It is not often that the NHS gets accused of being too good at negotiating down costs. But that seems to be gist of the case levelled against it regarding the cost of drugs. AstraZeneca has paused the expansion of a research facility in Cambridge and US pharmaceutical firm Merck has cancelled a plan to invest £1 billion in a research centre in London. In both cases the blame has been cast on the tight-fistedness of the NHS in not paying enough for drugs. If you don’t pay, goes the argument, then you won’t get investment in new drugs.
We have to accept that we are never going to get new drugs on the cheap
That is fair enough – up to a point. And yes, wouldn’t it be wonderful if the NHS was prepared to use the same savage negotiating skills it apparently uses when dealing with drugs companies in negotiating pay for its own staff? Instead, we had junior doctors given a 22 per cent pay rise last year without any demand that they agree to improve working practices. Productivity in the NHS has never recovered from Covid 19, and is back where it was in 2010. Thanks to a combination of tight cost control on drugs and somewhat looser cost control elsewhere, the NHS spends a markedly lower proportion of its budget on drugs than any other comparable country: 9 per cent, compared with 13 per cent in France, 14 per cent in Germany, 15 per cent in the US and 20 per cent in Japan.
But there is something preventing me from full-throat support of the pharmaceutical industry: the cost of the drugs involved. One of those cited as an example of the NHS’s meanness is Trodelvy – the brand name for a drug called cacituzumab govitecan, manufactured by US drugs company Gilead. The drug, a treatment for metastatic breast cancer, is available on the NHS for some types of breast cancer but not others. It is much more commonly used in the US and other European countries.

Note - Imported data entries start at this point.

pub mod grouping;
pub mod issue;
pub mod serve;
pub mod station;
pub mod whoami;
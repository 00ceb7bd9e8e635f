//! Clearing active assignments when an issue moves into a withdrawn grouping.
//!
//! Only blocking links are touched. Connectivity, electrical and suction
//! links describe the installation and survive a trip to the workshop.

use crate::engine::Engine;
use crate::error::Result;
use crate::model::IssueKind;
use crate::saga::{SagaLog, Step};
use serde::Serialize;

#[derive(Debug, Clone, Default, Serialize)]
#[serde(rename_all = "camelCase")]
pub struct WithdrawalReport {
    pub grouping: Option<String>,
    /// Whether the grouping's summary names a withdrawn state.
    pub withdrawn: bool,
    /// Partners whose blocking link was removed.
    pub removed: Vec<String>,
    /// Partners whose blocking link could not be removed from either side.
    pub residue: Vec<String>,
    pub steps: SagaLog,
}

pub struct WithdrawalSweep<'a> {
    engine: &'a Engine,
}

impl<'a> WithdrawalSweep<'a> {
    pub fn new(engine: &'a Engine) -> Self {
        Self { engine }
    }

    /// Run after `key`'s grouping was set to `grouping`.
    pub async fn on_grouping_changed(
        &self,
        key: &str,
        grouping: Option<&str>,
    ) -> Result<WithdrawalReport> {
        let mut report = WithdrawalReport {
            grouping: grouping.map(str::to_string),
            ..Default::default()
        };
        let Some(grouping) = grouping else {
            return Ok(report);
        };

        let reader = self.engine.reader();
        let vocab = self.engine.vocabulary();
        let container = reader.fetch_with_links(grouping).await?;
        if !vocab.is_withdrawn(&container.summary) {
            return Ok(report);
        }
        report.withdrawn = true;

        let Some(blocking) = self.engine.link_types().resolve(&vocab.blocking_label).await? else {
            report
                .steps
                .skipped(Step::WithdrawalSweep, key, "no blocking link type");
            return Ok(report);
        };

        let issue = reader.fetch_with_links(key).await?;
        let kind = vocab.classify(&issue.issue_type);
        if kind != IssueKind::Station && !kind.is_equipment() {
            report
                .steps
                .skipped(Step::WithdrawalSweep, key, "neither station nor equipment");
            return Ok(report);
        }

        tracing::info!(key = %key, grouping = %grouping, "withdrawn grouping, clearing active links");
        for partner in issue.partners(&blocking) {
            let partner_kind = match reader.kind_of(&partner).await {
                Ok(k) => k,
                Err(e) => {
                    report
                        .steps
                        .failed(Step::WithdrawalSweep, &partner, format!("could not classify: {e}"));
                    continue;
                }
            };
            if !kind.counterpart_is(partner_kind) {
                continue;
            }
            let removed = reader.delete_between(key, &partner, &blocking).await
                || reader.delete_between(&partner, key, &blocking).await;
            if removed {
                report.steps.done(Step::WithdrawalSweep, &partner);
                report.removed.push(partner);
            } else {
                report
                    .steps
                    .failed(Step::WithdrawalSweep, &partner, "blocking link still present");
                report.residue.push(partner);
            }
        }
        Ok(report)
    }
}
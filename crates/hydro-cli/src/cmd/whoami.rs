use crate::context::{runtime, TrackerArgs};
use crate::output::print_json;
use anyhow::Result;

pub fn run(tracker: &TrackerArgs, json: bool) -> Result<()> {
    let engine = tracker.engine()?;
    let account = runtime()?.block_on(engine.workflow().whoami())?;

    if json {
        return print_json(&account);
    }
    println!(
        "{} <{}>",
        account.display_name.as_deref().unwrap_or("(unnamed)"),
        account.email_address.as_deref().unwrap_or("-")
    );
    if let Some(id) = &account.account_id {
        println!("account: {id}");
    }
    Ok(())
}
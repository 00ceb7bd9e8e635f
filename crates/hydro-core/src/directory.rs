use crate::engine::{jql_quote, Engine};
use crate::error::{HydroError, Result};
use crate::model::{same_key, Status};
use serde::Serialize;

#[derive(Debug, Clone, PartialEq, Eq, Serialize)]
#[serde(rename_all = "camelCase")]
pub struct IssueSummary {
    pub key: String,
    pub summary: String,
    pub status: Status,
    pub issue_type: String,
    pub updated: Option<String>,
}

pub struct IssueDirectory<'a> {
    engine: &'a Engine,
}

impl<'a> IssueDirectory<'a> {
    pub fn new(engine: &'a Engine) -> Self {
        Self { engine }
    }

    /// Issues named by `keys`, else the configured issue keys, else the
    /// whole project by last update. Fails when none of the three is set.
    pub async fn list_issues(&self, keys: &[String]) -> Result<Vec<IssueSummary>> {
        let keys = if keys.is_empty() {
            self.engine.issue_keys()
        } else {
            keys
        };
        let vocab = self.engine.vocabulary();

        let queries: Vec<String> = if keys.is_empty() {
            match self.engine.project_key().map(str::trim) {
                Some(p) if !p.is_empty() => vec![format!("project = {p} ORDER BY updated DESC")],
                _ => {
                    return Err(HydroError::Validation(
                        "no issue keys given and no project key configured".into(),
                    ))
                }
            }
        } else {
            keys.chunks(vocab.key_chunk_size.max(1))
                .map(|chunk| {
                    let quoted: Vec<String> = chunk.iter().map(|k| jql_quote(k.trim())).collect();
                    format!("key in ({})", quoted.join(", "))
                })
                .collect()
        };

        let field = self.engine.grouping_field().resolve().await?;
        let mut out: Vec<IssueSummary> = Vec::new();
        for query in queries {
            let issues = self
                .engine
                .tracker()
                .search_all(&query, &field, vocab.page_size)
                .await?;
            for issue in issues {
                if out.iter().any(|i| same_key(&i.key, &issue.key)) {
                    continue;
                }
                out.push(IssueSummary {
                    key: issue.key,
                    summary: issue.summary,
                    status: issue.status,
                    issue_type: issue.issue_type,
                    updated: issue.updated,
                });
            }
        }
        Ok(out)
    }
}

So are NHS patients being denied a miracle, life-saving cure that is saving the lives of numerous women in other developed countries? Not quite. The manufacturer’s trials show that women taking the drug lived for a median of 14.4 months, compared with 11.2 months for women on traditional chemotherapy. The extra three months of life, however, did not come cost-free. The drug is listed as having severe side effects, including anaemia and diarrhoea. As for the cost of the drug itself, that is around £45,000 per treatment.
There are plenty of very expensive drugs like that, which promise gains of a few months in life expectancy but at the cost of serious side effects. We never really have a proper, open debate on when and on whom they should be used. Just how much are we prepared to pay to extend our lives by often small amounts?
The whole issue, inevitably, is clouded by emotion. Ask people in the context of a real-life, dying cancer patient being deprived of a drug which promises to extend their life and people will tend to think it is very mean to deny them that drug. But pose the issue in another way and you will get a different answer. Just try asking yourself: would you be prepared to give up foreign holidays for the rest of your life in order to gain a few, probably painful, extra months right at the end of life? That is the genuine sort of choice we will have to make, given the cost of many novel drugs.
Of course we want pharma companies to run research centres in Britain. Maybe there is more we should be doing to encourage them. And we have to accept that we are never going to get new drugs on the cheap. But to write them a blank cheque and say we will pay whatever they want for their drugs, however marginal their benefits? I am not convinced that the NHS has got the balance wrong in driving a hard bargain with pharma companies and making hard-nosed decisions about the cost-effectiveness of their products. I just wish the NHS could be more financially efficient in other respects, too.